Geçimini dergilerde çalışarak sağlayabilen çizer sayısı da azaldı. Amatör çizerler deyim yerindeyse akacak mecra bulamıyorlar. Bulanlar da bu yoğun emek isteyen işin karşılığını hakkaniyet ölçülerinde alamıyor. Bu şartlar altında çizerlik çok dar bir alana, bu alanın yüzölçümüne sığacak sayıda insana kaldı.
Böylesine bir daralma mevcut çalışanları da etkiliyor, daima bir yarın endişesi taşıyorlar. Hemen her çizer çalıştıkları dergilerin er ya da geç kapanacağına inanıyor. Kapanırsa ne yaparım sorusunu hemen herkes kendine soruyor. İyi tarafından düşünülürse bu çoğu çizeri dinamik kılabilir, pek çok işe veya aynı işi yapan yabancı çizerlere göre daha esnek olabilir, şartlara daha kolay uyum sağlayabilirler. Kötü olan ise yarın korkusudur; günü yaşamak zorunda olmak üretimleri etkiler.

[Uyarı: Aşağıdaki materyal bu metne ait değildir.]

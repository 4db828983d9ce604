//! Console cards for opportunities.
//!
//! Two renderers: [`opportunity_card`] for freshly transformed records (the
//! `run --print` report), and [`row_card`] for rows read back from a Parquet
//! file (`show`), with type-aware formatting per column.

use std::fmt::Write as _;

use arrow::array::{Array, AsArray};
use arrow::datatypes::{DataType, Int32Type, Int64Type, TimeUnit, TimestampMillisecondType};
use arrow::record_batch::RecordBatch;
use arrow::util::display::{ArrayFormatter, FormatOptions};
use chrono::DateTime;
use setaside_core::Opportunity;
use setaside_core::schema::columns::*;

const RULE_WIDTH: usize = 60;

// ── Schema section groupings ──

const IDENTITY: &[&str] = &[ID, TITLE, SOLICITATION_NUMBER, AGENCY, LINK];

const CLASSIFICATION: &[&str] = &[SET_ASIDE, NAICS_CODE, NAICS_DESCRIPTION, HAS_NAICS];

const LOCATION: &[&str] = &[CITY, STATE];

const RECENCY: &[&str] = &[POSTED_DATE, DAYS_SINCE_POSTED, IS_RECENT, RECENCY_SCORE];

// ── Transformed records ──

/// Print each opportunity as a numbered card.
pub fn print_opportunities(opportunities: &[Opportunity]) {
    for (i, opp) in opportunities.iter().enumerate() {
        println!("{}", opportunity_card(i + 1, opp));
    }
}

pub fn opportunity_card(number: usize, opp: &Opportunity) -> String {
    let mut out = String::new();
    let _ = writeln!(out, "\nOpportunity #{number}");
    let _ = writeln!(out, "Title: {}", opp.title);
    let _ = writeln!(out, "Solicitation #: {}", opp.solicitation_number);
    let _ = writeln!(out, "Agency: {}", opp.agency);
    let _ = writeln!(out, "Posted Date: {}", opp.posted_date.format("%Y-%m-%d"));
    let _ = writeln!(out, "Set-Aside Type: {}", opp.set_aside);
    let _ = writeln!(out, "NAICS: {} ({})", opp.naics_code, opp.naics_description);
    let _ = writeln!(out, "Location: {}, {}", opp.city, opp.state);
    let _ = writeln!(
        out,
        "Recency: {} day(s) ago, score {}",
        opp.days_since_posted, opp.recency_score
    );
    let _ = writeln!(out, "Link: {}", opp.link);
    out.push_str(&"-".repeat(RULE_WIDTH));
    out
}

// ── Persisted rows ──

/// Render one row of a persisted opportunity batch as a card grouped by
/// schema section.
pub fn row_card(batch: &RecordBatch, row: usize) -> String {
    let id = cell(batch, ID, row).unwrap_or_default();
    let title = cell(batch, TITLE, row).unwrap_or_default();

    let mut out = String::new();
    let _ = writeln!(out, "=== {id} ===");
    if !title.is_empty() {
        let _ = writeln!(out, "{title}");
    }
    let _ = writeln!(out);

    section(&mut out, batch, row, "Identity", IDENTITY);
    section(&mut out, batch, row, "Classification", CLASSIFICATION);
    section(&mut out, batch, row, "Location", LOCATION);
    section(&mut out, batch, row, "Recency", RECENCY);
    out
}

fn section(out: &mut String, batch: &RecordBatch, row: usize, header: &str, cols: &[&str]) {
    let values: Vec<(&str, String)> = cols
        .iter()
        .filter_map(|&col| cell(batch, col, row).map(|v| (col, v)))
        .collect();
    if values.is_empty() {
        return;
    }

    let _ = writeln!(out, "{header}");
    for (col, value) in values {
        let _ = writeln!(out, "  {col:<20} {value}");
    }
    let _ = writeln!(out);
}

/// Format one cell; `None` for missing columns and nulls.
fn cell(batch: &RecordBatch, name: &str, row: usize) -> Option<String> {
    let col = batch.column_by_name(name)?;
    if col.is_null(row) {
        return None;
    }

    let value = match col.data_type() {
        DataType::Utf8 => col.as_string::<i32>().value(row).to_string(),
        DataType::LargeUtf8 => col.as_string::<i64>().value(row).to_string(),
        DataType::Int32 => col.as_primitive::<Int32Type>().value(row).to_string(),
        DataType::Int64 => col.as_primitive::<Int64Type>().value(row).to_string(),
        DataType::Boolean => {
            let yes = col.as_boolean().value(row);
            (if yes { "yes" } else { "no" }).to_string()
        }
        DataType::Timestamp(TimeUnit::Millisecond, _) => {
            let millis = col.as_primitive::<TimestampMillisecondType>().value(row);
            match DateTime::from_timestamp_millis(millis) {
                Some(ts) => ts.format("%Y-%m-%d %H:%M:%S UTC").to_string(),
                None => millis.to_string(),
            }
        }
        other => match ArrayFormatter::try_new(col.as_ref(), &FormatOptions::default()) {
            Ok(fmt) => fmt.value(row).to_string(),
            Err(_) => format!("({other})"),
        },
    };
    Some(value)
}
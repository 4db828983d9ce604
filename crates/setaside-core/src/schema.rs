//! Arrow schema for transformed opportunities.
//!
//! Column names follow the camelCase field names used by downstream catalog
//! tables and analytic queries.

use std::sync::Arc;

use arrow::array::{
    ArrayRef, BooleanArray, Int32Array, Int64Array, StringArray, TimestampMillisecondArray,
};
use arrow::datatypes::{DataType, Field, Schema, TimeUnit};
use arrow::record_batch::RecordBatch;

use crate::{CoreError, Opportunity};

pub mod columns {
    pub const ID: &str = "id";
    pub const TITLE: &str = "title";
    pub const SOLICITATION_NUMBER: &str = "solicitationNumber";
    pub const AGENCY: &str = "agency";
    pub const POSTED_DATE: &str = "postedDate";
    pub const SET_ASIDE: &str = "setAside";
    pub const NAICS_CODE: &str = "naicsCode";
    pub const NAICS_DESCRIPTION: &str = "naicsDescription";
    pub const CITY: &str = "city";
    pub const STATE: &str = "state";
    pub const LINK: &str = "link";
    pub const DAYS_SINCE_POSTED: &str = "daysSincePosted";
    pub const IS_RECENT: &str = "isRecent";
    pub const HAS_NAICS: &str = "hasNAICS";
    pub const RECENCY_SCORE: &str = "recencyScore";
}

/// Schema of the persisted opportunity table, one row per [`Opportunity`].
pub fn opportunity_schema() -> Schema {
    use columns::*;

    let utf8 = |name: &str| Field::new(name, DataType::Utf8, false);
    Schema::new(vec![
        utf8(ID),
        utf8(TITLE),
        utf8(SOLICITATION_NUMBER),
        utf8(AGENCY),
        Field::new(
            POSTED_DATE,
            DataType::Timestamp(TimeUnit::Millisecond, Some("UTC".into())),
            false,
        ),
        utf8(SET_ASIDE),
        utf8(NAICS_CODE),
        utf8(NAICS_DESCRIPTION),
        utf8(CITY),
        utf8(STATE),
        utf8(LINK),
        Field::new(DAYS_SINCE_POSTED, DataType::Int64, false),
        Field::new(IS_RECENT, DataType::Boolean, false),
        Field::new(HAS_NAICS, DataType::Boolean, false),
        Field::new(RECENCY_SCORE, DataType::Int32, false),
    ])
}

/// Build a single RecordBatch from transformed opportunities, preserving order.
pub fn to_record_batch(opportunities: &[Opportunity]) -> Result<RecordBatch, CoreError> {
    let strings = |f: fn(&Opportunity) -> &str| -> ArrayRef {
        Arc::new(StringArray::from_iter_values(opportunities.iter().map(f)))
    };

    let columns: Vec<ArrayRef> = vec![
        strings(|o| o.id.as_str()),
        strings(|o| o.title.as_str()),
        strings(|o| o.solicitation_number.as_str()),
        strings(|o| o.agency.as_str()),
        Arc::new(
            TimestampMillisecondArray::from_iter_values(
                opportunities.iter().map(|o| o.posted_date.timestamp_millis()),
            )
            .with_timezone("UTC"),
        ),
        strings(|o| o.set_aside.as_str()),
        strings(|o| o.naics_code.as_str()),
        strings(|o| o.naics_description.as_str()),
        strings(|o| o.city.as_str()),
        strings(|o| o.state.as_str()),
        strings(|o| o.link.as_str()),
        Arc::new(Int64Array::from_iter_values(
            opportunities.iter().map(|o| o.days_since_posted),
        )),
        Arc::new(BooleanArray::from_iter(
            opportunities.iter().map(|o| Some(o.is_recent)),
        )),
        Arc::new(BooleanArray::from_iter(
            opportunities.iter().map(|o| Some(o.has_naics)),
        )),
        Arc::new(Int32Array::from_iter_values(
            opportunities.iter().map(|o| i32::from(o.recency_score)),
        )),
    ];

    Ok(RecordBatch::try_new(Arc::new(opportunity_schema()), columns)?)
}
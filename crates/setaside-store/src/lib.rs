//! Storage layer: Parquet files on disk, object-store publishing, catalog
//! crawls and analytic queries.

mod error;
pub use error::StoreError;

pub mod catalog;
pub mod parquet_file;
pub mod publish;
pub mod query;

pub use catalog::{CatalogCrawler, CrawlerStart, notify};
pub use parquet_file::{read_parquet, write_opportunities};
pub use publish::{BucketStatus, Destination, ObjectStore, publish};
pub use query::{
    CONTRACTS_TABLE, PollPolicy, QueryEngine, QueryOutcome, QueryRequest, QueryState, analytic_sql,
    results_location, run_query,
};

#[cfg(feature = "aws")]
mod aws;
#[cfg(feature = "aws")]
pub use aws::{AthenaEngine, GlueCrawler, S3Store, load_sdk_config};
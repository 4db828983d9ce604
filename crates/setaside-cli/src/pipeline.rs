//! One end-to-end pass: fetch, filter, transform, persist, then the optional
//! publish, catalog and query stages.

use anyhow::{Context, Result};
use chrono::{DateTime, Utc};
use serde::Serialize;
use setaside_core::{Transformer, filter_set_asides};
use setaside_fetch::SamClient;
use setaside_store::{
    CatalogCrawler, ObjectStore, QueryEngine, notify, publish, run_query, write_opportunities,
};
use tracing::{error, info, warn};

use crate::config::PipelineConfig;
use crate::display;

/// Status record reported at the end of a run.
#[derive(Debug, Clone, PartialEq, Eq, Serialize)]
pub struct RunStatus {
    pub status: Status,
    /// Opportunities that passed the set-aside filter.
    pub record_count: usize,
    #[serde(skip_serializing_if = "Option::is_none")]
    pub error: Option<String>,
}

#[derive(Debug, Clone, Copy, PartialEq, Eq, Serialize)]
#[serde(rename_all = "lowercase")]
pub enum Status {
    Success,
    Error,
}

impl RunStatus {
    pub fn is_success(&self) -> bool {
        self.status == Status::Success
    }
}

/// Service clients for one run. Remote stages whose client is `None` are
/// skipped with a warning, except publishing, which is required when enabled.
pub struct Clients<'a> {
    pub search: &'a SamClient,
    pub store: Option<&'a dyn ObjectStore>,
    pub crawler: Option<&'a dyn CatalogCrawler>,
    pub query: Option<&'a dyn QueryEngine>,
}

#[derive(Debug, Clone, Copy, Default)]
pub struct RunOptions {
    /// Print each transformed opportunity as a card.
    pub print: bool,
}

/// Run the pipeline once. Failures are reported in the returned status
/// rather than as an `Err`.
pub async fn run(
    config: &PipelineConfig,
    clients: &Clients<'_>,
    options: RunOptions,
    now: DateTime<Utc>,
) -> RunStatus {
    match execute(config, clients, options, now).await {
        Ok(record_count) => RunStatus {
            status: Status::Success,
            record_count,
            error: None,
        },
        Err(err) => {
            error!(error = format!("{err:#}"), "pipeline run failed");
            RunStatus {
                status: Status::Error,
                record_count: 0,
                error: Some(format!("{err:#}")),
            }
        }
    }
}

async fn execute(
    config: &PipelineConfig,
    clients: &Clients<'_>,
    options: RunOptions,
    now: DateTime<Utc>,
) -> Result<usize> {
    let outcome = clients
        .search
        .fetch(&config.search_params(), now.date_naive())
        .await
        .context("fetching opportunities")?;
    if outcome.is_partial() {
        warn!(stop = ?outcome.stop, "continuing with partial search results");
    }

    let fetched = outcome.records.len();
    let veteran = filter_set_asides(outcome.records, &config.filter.markers);
    let record_count = veteran.len();
    info!(fetched, kept = record_count, "filtered set-aside opportunities");

    let transformer = Transformer::new(config.naics_table());
    let opportunities = transformer.transform(&veteran, now);
    info!(
        rows = opportunities.len(),
        dropped = record_count - opportunities.len(),
        "transformed opportunities"
    );

    if options.print {
        display::print_opportunities(&opportunities);
    }

    let path = &config.output.path;
    write_opportunities(&opportunities, path)
        .with_context(|| format!("writing {}", path.display()))?;

    if config.publish.enabled {
        let store = clients
            .store
            .context("publishing is enabled but no object store is available")?;
        let dest = config.destination();
        publish(store, path, &dest)
            .await
            .with_context(|| format!("publishing to {}", dest.uri()))?;
    }

    if config.catalog.enabled {
        match clients.crawler {
            Some(crawler) => {
                if let Err(err) = notify(crawler, &config.catalog.crawler).await {
                    warn!(
                        crawler = %config.catalog.crawler,
                        error = %err,
                        "catalog refresh failed"
                    );
                }
            }
            None => warn!("catalog stage enabled but no crawler is available, skipping"),
        }
    }

    if config.query.enabled {
        match clients.query {
            Some(engine) => {
                if let Err(err) =
                    run_query(engine, &config.query_request(), config.poll_policy()).await
                {
                    warn!(error = %err, "analytic query failed");
                }
            }
            None => warn!("query stage enabled but no query engine is available, skipping"),
        }
    }

    Ok(record_count)
}
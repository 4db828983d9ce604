//! HTTP client for the SAM.gov opportunities search endpoint.

use std::time::Duration;

use chrono::{Days, NaiveDate};
use reqwest::StatusCode;
use serde_json::Value;
use setaside_core::{CoreError, RawOpportunity, decode_records};
use thiserror::Error;
use tracing::{info, warn};

/// Production search endpoint.
pub const DEFAULT_BASE_URL: &str = "https://api.sam.gov/prod/opportunities/v2/search";

/// Date format expected by `postedFrom` / `postedTo`.
const API_DATE_FORMAT: &str = "%m/%d/%Y";

#[derive(Error, Debug)]
pub enum FetchError {
    #[error("HTTP request failed: {0}")]
    Http(#[from] reqwest::Error),
    #[error("JSON parse error: {0}")]
    Json(#[from] serde_json::Error),
    #[error("invalid search response: {0}")]
    Decode(#[from] CoreError),
    #[error("invalid search parameters: {0}")]
    InvalidParams(String),
}

/// What to search for and how much of it to collect.
#[derive(Debug, Clone, PartialEq, Eq)]
pub struct SearchParams {
    /// Free-text keyword (`q`).
    pub keyword: String,
    /// Width of the posting window ending today.
    pub days_back: u32,
    /// Page size; also the offset increment.
    pub limit: usize,
    /// Stop once this many records have been collected.
    pub max_records: usize,
}

/// Inclusive posting-date window `[today - days_back, today]`.
#[derive(Debug, Clone, Copy, PartialEq, Eq)]
pub struct DateWindow {
    pub from: NaiveDate,
    pub to: NaiveDate,
}

impl DateWindow {
    pub fn ending(today: NaiveDate, days_back: u32) -> Self {
        let from = today
            .checked_sub_days(Days::new(u64::from(days_back)))
            .unwrap_or(NaiveDate::MIN);
        Self { from, to: today }
    }

    /// `postedFrom` query value.
    pub fn posted_from(&self) -> String {
        self.from.format(API_DATE_FORMAT).to_string()
    }

    /// `postedTo` query value.
    pub fn posted_to(&self) -> String {
        self.to.format(API_DATE_FORMAT).to_string()
    }
}

/// Why pagination ended.
#[derive(Debug, Clone, PartialEq, Eq)]
pub enum StopReason {
    /// A page came back shorter than the page size.
    Exhausted,
    /// The record cap was reached; results were truncated to it.
    Capped,
    /// The API answered with a non-200 status. Records gathered before the
    /// failing page are kept.
    ServerError { status: u16, body: String },
}

/// Records accumulated by [`SamClient::fetch`] and the reason it stopped.
#[derive(Debug, Clone)]
pub struct FetchOutcome {
    pub records: Vec<RawOpportunity>,
    pub stop: StopReason,
}

impl FetchOutcome {
    /// True when the API aborted pagination and `records` may be incomplete.
    pub fn is_partial(&self) -> bool {
        matches!(self.stop, StopReason::ServerError { .. })
    }
}

/// Paginating client for the opportunities search API.
///
/// Holds the API credential and a `reqwest::Client` configured with a fixed
/// per-request timeout. Requests are never retried.
pub struct SamClient {
    client: reqwest::Client,
    base_url: String,
    api_key: String,
}

impl SamClient {
    /// Create a client for `base_url` (usually [`DEFAULT_BASE_URL`]).
    pub fn new(base_url: &str, api_key: String, timeout: Duration) -> Result<Self, FetchError> {
        let client = reqwest::Client::builder().timeout(timeout).build()?;
        Ok(Self {
            client,
            base_url: base_url.trim_end_matches('/').to_string(),
            api_key,
        })
    }

    /// Page through all results posted in the window ending on `today`.
    ///
    /// Stops on a short page, on reaching `max_records` (truncating to exactly
    /// that many), or on a non-200 status. The last case is not an error:
    /// the records collected so far are returned with
    /// [`StopReason::ServerError`]. Transport failures and undecodable bodies
    /// are errors.
    pub async fn fetch(
        &self,
        params: &SearchParams,
        today: NaiveDate,
    ) -> Result<FetchOutcome, FetchError> {
        if params.limit == 0 {
            return Err(FetchError::InvalidParams("limit must be positive".into()));
        }
        if params.max_records == 0 {
            return Err(FetchError::InvalidParams(
                "max_records must be positive".into(),
            ));
        }

        let window = DateWindow::ending(today, params.days_back);
        let mut records: Vec<RawOpportunity> = Vec::new();
        let mut offset = 0usize;

        loop {
            info!(
                from = offset,
                to = offset + params.limit,
                keyword = %params.keyword,
                "fetching records"
            );

            let page = match self.fetch_page(params, &window, offset).await? {
                Ok(page) => page,
                Err(stop) => {
                    warn!(
                        ?stop,
                        kept = records.len(),
                        "search API returned an error, keeping partial results"
                    );
                    return Ok(FetchOutcome { records, stop });
                }
            };

            let page_len = page.len();
            records.extend(page);

            if records.len() >= params.max_records {
                records.truncate(params.max_records);
                info!(count = records.len(), "record cap reached");
                return Ok(FetchOutcome {
                    records,
                    stop: StopReason::Capped,
                });
            }
            if page_len < params.limit {
                info!(count = records.len(), "search results exhausted");
                return Ok(FetchOutcome {
                    records,
                    stop: StopReason::Exhausted,
                });
            }

            offset += params.limit;
        }
    }

    /// Fetch one page. The inner `Err` carries a non-200 status.
    async fn fetch_page(
        &self,
        params: &SearchParams,
        window: &DateWindow,
        offset: usize,
    ) -> Result<Result<Vec<RawOpportunity>, StopReason>, FetchError> {
        let posted_from = window.posted_from();
        let posted_to = window.posted_to();
        let limit = params.limit.to_string();
        let offset = offset.to_string();

        let resp = self
            .client
            .get(&self.base_url)
            .query(&[
                ("api_key", self.api_key.as_str()),
                ("q", params.keyword.as_str()),
                ("postedFrom", posted_from.as_str()),
                ("postedTo", posted_to.as_str()),
                ("limit", limit.as_str()),
                ("offset", offset.as_str()),
            ])
            .send()
            .await?;

        let status = resp.status();
        if status != StatusCode::OK {
            let body = resp.text().await.unwrap_or_default();
            return Ok(Err(StopReason::ServerError {
                status: status.as_u16(),
                body,
            }));
        }

        let bytes = resp.bytes().await?;
        let body: Value = serde_json::from_slice(&bytes)?;
        let Value::Object(mut body) = body else {
            return Err(
                CoreError::InvalidInput("search response is not a JSON object".into()).into(),
            );
        };

        let page = match body.remove("opportunitiesData") {
            None | Some(Value::Null) => Vec::new(),
            Some(data) => decode_records(data)?,
        };
        Ok(Ok(page))
    }
}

Koşullara direnmek adına yenilikçi olmak gerekir ama yarın korkusu, tutan bir formülü değiştirmek konusunda sert bir tereddüt yaratır.
Deniyor ki hiçbir yenilik yapılmıyor çizgi ile ilgili dergilerde… Yenilik ister istemez risktir. Satış kaygısı, riskli olan her eylem ve değişikliği engeller, engel olmasa bile mutlaka yavaşlatır.